►

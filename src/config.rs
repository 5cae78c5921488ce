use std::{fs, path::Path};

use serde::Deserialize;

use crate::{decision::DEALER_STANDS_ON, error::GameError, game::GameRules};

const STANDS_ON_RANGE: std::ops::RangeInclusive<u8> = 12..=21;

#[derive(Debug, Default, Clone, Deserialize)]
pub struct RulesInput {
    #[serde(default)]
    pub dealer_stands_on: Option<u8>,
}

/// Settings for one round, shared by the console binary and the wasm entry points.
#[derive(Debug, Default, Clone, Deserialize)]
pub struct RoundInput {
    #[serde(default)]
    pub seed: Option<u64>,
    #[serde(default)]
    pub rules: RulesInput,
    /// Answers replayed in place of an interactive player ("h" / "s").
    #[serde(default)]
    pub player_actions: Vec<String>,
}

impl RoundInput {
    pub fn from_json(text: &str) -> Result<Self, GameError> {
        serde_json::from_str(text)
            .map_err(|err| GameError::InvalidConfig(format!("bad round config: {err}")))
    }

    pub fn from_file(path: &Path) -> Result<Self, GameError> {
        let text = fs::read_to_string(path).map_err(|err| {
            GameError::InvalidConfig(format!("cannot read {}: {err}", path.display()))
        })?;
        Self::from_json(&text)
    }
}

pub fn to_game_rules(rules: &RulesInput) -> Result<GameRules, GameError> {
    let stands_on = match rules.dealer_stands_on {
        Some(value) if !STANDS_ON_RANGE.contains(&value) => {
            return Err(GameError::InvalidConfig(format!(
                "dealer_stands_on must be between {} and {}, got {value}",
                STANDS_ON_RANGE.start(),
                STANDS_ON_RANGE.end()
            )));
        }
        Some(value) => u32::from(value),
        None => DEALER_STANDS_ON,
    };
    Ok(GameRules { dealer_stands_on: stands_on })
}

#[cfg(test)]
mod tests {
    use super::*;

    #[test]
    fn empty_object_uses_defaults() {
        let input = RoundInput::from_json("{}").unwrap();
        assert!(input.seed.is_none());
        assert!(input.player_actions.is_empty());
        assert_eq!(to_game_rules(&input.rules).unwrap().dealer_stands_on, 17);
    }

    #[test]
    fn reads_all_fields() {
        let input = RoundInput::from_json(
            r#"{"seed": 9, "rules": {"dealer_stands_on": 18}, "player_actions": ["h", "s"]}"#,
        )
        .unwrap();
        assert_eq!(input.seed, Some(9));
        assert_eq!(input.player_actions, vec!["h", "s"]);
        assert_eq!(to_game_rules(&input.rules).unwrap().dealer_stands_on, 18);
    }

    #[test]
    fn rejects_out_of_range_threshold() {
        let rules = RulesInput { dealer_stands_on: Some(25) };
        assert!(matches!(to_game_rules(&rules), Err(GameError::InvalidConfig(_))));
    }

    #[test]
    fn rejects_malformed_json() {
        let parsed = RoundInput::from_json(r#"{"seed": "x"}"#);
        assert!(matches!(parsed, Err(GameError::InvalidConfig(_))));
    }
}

◄
►

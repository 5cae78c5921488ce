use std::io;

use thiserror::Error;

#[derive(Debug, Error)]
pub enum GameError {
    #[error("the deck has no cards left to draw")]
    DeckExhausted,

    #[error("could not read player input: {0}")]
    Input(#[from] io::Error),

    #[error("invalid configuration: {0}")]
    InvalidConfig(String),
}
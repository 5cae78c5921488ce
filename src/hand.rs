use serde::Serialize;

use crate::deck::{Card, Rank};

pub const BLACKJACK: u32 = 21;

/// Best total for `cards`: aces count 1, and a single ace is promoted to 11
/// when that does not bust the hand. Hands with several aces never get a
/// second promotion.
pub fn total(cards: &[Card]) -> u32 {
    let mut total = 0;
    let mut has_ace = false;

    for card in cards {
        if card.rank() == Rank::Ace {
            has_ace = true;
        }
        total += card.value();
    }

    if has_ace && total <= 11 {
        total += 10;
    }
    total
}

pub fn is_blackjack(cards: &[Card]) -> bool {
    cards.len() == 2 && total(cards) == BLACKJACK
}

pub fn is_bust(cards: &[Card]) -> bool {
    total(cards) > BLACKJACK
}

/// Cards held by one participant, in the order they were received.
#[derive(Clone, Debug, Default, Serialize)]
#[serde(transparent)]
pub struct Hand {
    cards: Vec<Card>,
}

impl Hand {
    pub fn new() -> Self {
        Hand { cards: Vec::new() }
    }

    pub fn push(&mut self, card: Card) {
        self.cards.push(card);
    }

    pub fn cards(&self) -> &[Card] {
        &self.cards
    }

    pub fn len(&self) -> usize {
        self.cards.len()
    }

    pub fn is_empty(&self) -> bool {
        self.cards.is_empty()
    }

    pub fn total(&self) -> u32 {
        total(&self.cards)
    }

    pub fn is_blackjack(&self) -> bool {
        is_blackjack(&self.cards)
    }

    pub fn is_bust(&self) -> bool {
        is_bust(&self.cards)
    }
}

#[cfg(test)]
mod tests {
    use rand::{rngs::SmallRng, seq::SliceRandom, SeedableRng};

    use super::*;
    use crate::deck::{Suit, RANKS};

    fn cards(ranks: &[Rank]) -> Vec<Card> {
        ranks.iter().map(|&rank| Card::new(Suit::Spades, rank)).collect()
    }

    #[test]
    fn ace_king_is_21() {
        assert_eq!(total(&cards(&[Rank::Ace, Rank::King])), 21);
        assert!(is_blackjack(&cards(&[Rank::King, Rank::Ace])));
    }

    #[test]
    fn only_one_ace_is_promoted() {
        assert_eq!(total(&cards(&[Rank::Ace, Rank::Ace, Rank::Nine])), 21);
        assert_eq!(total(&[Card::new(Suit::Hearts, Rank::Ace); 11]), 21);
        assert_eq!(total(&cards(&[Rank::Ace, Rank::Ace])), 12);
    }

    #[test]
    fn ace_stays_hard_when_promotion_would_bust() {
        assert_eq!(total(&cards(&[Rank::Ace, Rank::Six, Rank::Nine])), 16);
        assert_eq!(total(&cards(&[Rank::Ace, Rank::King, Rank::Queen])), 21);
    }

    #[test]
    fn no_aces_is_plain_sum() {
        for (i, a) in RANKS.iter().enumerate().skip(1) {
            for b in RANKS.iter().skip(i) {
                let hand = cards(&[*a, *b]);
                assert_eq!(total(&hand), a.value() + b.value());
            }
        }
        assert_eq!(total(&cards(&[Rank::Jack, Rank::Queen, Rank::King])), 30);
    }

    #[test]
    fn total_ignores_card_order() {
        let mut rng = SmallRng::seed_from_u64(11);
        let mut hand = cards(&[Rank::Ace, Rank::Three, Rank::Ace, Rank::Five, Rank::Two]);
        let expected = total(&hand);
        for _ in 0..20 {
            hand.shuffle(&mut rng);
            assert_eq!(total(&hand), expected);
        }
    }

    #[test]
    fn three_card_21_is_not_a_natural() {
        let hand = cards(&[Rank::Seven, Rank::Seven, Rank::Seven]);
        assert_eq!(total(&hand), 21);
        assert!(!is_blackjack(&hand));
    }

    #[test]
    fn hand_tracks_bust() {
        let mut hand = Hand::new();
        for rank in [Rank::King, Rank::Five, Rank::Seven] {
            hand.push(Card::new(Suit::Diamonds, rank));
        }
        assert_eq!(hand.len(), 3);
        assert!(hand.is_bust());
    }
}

◄

◆ **Exercise objective**
Count how many lines in the entries above hold the word "Result". Give that number by itself.

◆ **Response to this exercise**
3